The Seed of collaboration of University of Liverpool with Makerere University and Mbale Hospital, Ministry of Health, led to the set up of a specialized collaborative research Institute in a more rural setting than Kampala, the Sanyu Africa Research Institute (SAfRI)
SAfRI was set up in Mbale, Eastern Uganda away from the central region of the country. Mbale is a focal point for and close to areas with significant poor health indicators due to numerous health challenges in the country.
With access to low cost innovative technologies and research from SAfRI, many of these health indicators could be improved.
SAfRI enables a tripartite link with the local community, often people talk of ‘a bench to bedside to roadside’link when describing SAfRI. SAfRI gets the ready laboratory works (bench) and ensures it is clinically relevant to the local context from the bedside (hospitals, lower health centres) or to even to the roadside (in a more rural setting) or the community. SAfRI definately addresses the dilemma of clinical significance by context as what is clinically relevant in the UK maybe different from that in developing country settings.

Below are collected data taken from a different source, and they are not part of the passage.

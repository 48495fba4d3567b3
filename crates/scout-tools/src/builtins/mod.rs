//! Built-in lookup tools, grouped by the intent that owns them
//!
//! Each intent gets a disjoint tool set: search tools find records by
//! keyword, retrieval tools fetch records by exact id, metric tools inspect
//! the analytics store.

mod analyze;
mod retrieve;
mod search;

pub use analyze::{MetricCompareTool, MetricListTool, MetricLookupTool};
pub use retrieve::{TicketDetailsTool, WikiPageTool};
pub use search::{TicketSearchTool, WikiSearchTool};

use crate::registry::ToolRegistry;
use std::sync::Arc;

/// Registry holding the keyword-search tools
#[must_use]
pub fn search_tools() -> ToolRegistry {
    let mut registry = ToolRegistry::new();
    registry.register(Arc::new(TicketSearchTool::new()));
    registry.register(Arc::new(WikiSearchTool::new()));
    registry
}

/// Registry holding the exact-id retrieval tools
#[must_use]
pub fn retrieval_tools() -> ToolRegistry {
    let mut registry = ToolRegistry::new();
    registry.register(Arc::new(TicketDetailsTool::new()));
    registry.register(Arc::new(WikiPageTool::new()));
    registry
}

/// Registry holding the metric inspection tools
#[must_use]
pub fn metrics_tools() -> ToolRegistry {
    let mut registry = ToolRegistry::new();
    registry.register(Arc::new(MetricLookupTool::new()));
    registry.register(Arc::new(MetricCompareTool::new()));
    registry.register(Arc::new(MetricListTool::new()));
    registry
}
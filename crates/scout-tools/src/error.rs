//! Error types for scout-tools

use thiserror::Error;

/// Tool error type
#[derive(Debug, Error)]
pub enum Error {
    /// Tool not found
    #[error("tool not found: {0}")]
    NotFound(String),

    /// Tool execution failed
    #[error("execution failed: {0}")]
    Execution(String),

    /// Invalid input
    #[error("invalid input: {0}")]
    InvalidInput(String),

    /// Timeout
    #[error("timeout after {0}ms")]
    Timeout(u64),
}

/// Result type alias
pub type Result<T> = std::result::Result<T, Error>;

The institute was established to be used specifically as an organized research site linking to the local community by all academics, students, interested researchers from Makerere University, University of Liverpool, Busitema University and other collaborating institutions or Universities globally.
SAfRI provides an important route for international researchers and universities to be able to achieve a connection with real clinical practice and the world, so the guidelines being produced, even at the Ministry of Health (MoH) or even WHO in Geneva or in Liverpool or elsewhere are really relevant to the local setting. Meanwhile, locally, SAfRI offers an important way of bringing together the community with teams in the MoH on the ground, so that if there are guidelines to be put into action by the MoH, then SAfRI has a role in implementing those guidelines and making sure that we provide a model in which they could work.
SAfRI offers an important platform for looking at those guidelines produced anywhere in the world and put them into practice, testing out the practical working of those guidelines.
Alongside, SAfRI producing policy changing research, SAfRI seeks to find and promote inspiring models of clinical practice locally and globally. Through SAfRI, ‘Mbale should be taking forward new models of clinical practice and setting an example both within the country and worldwide.’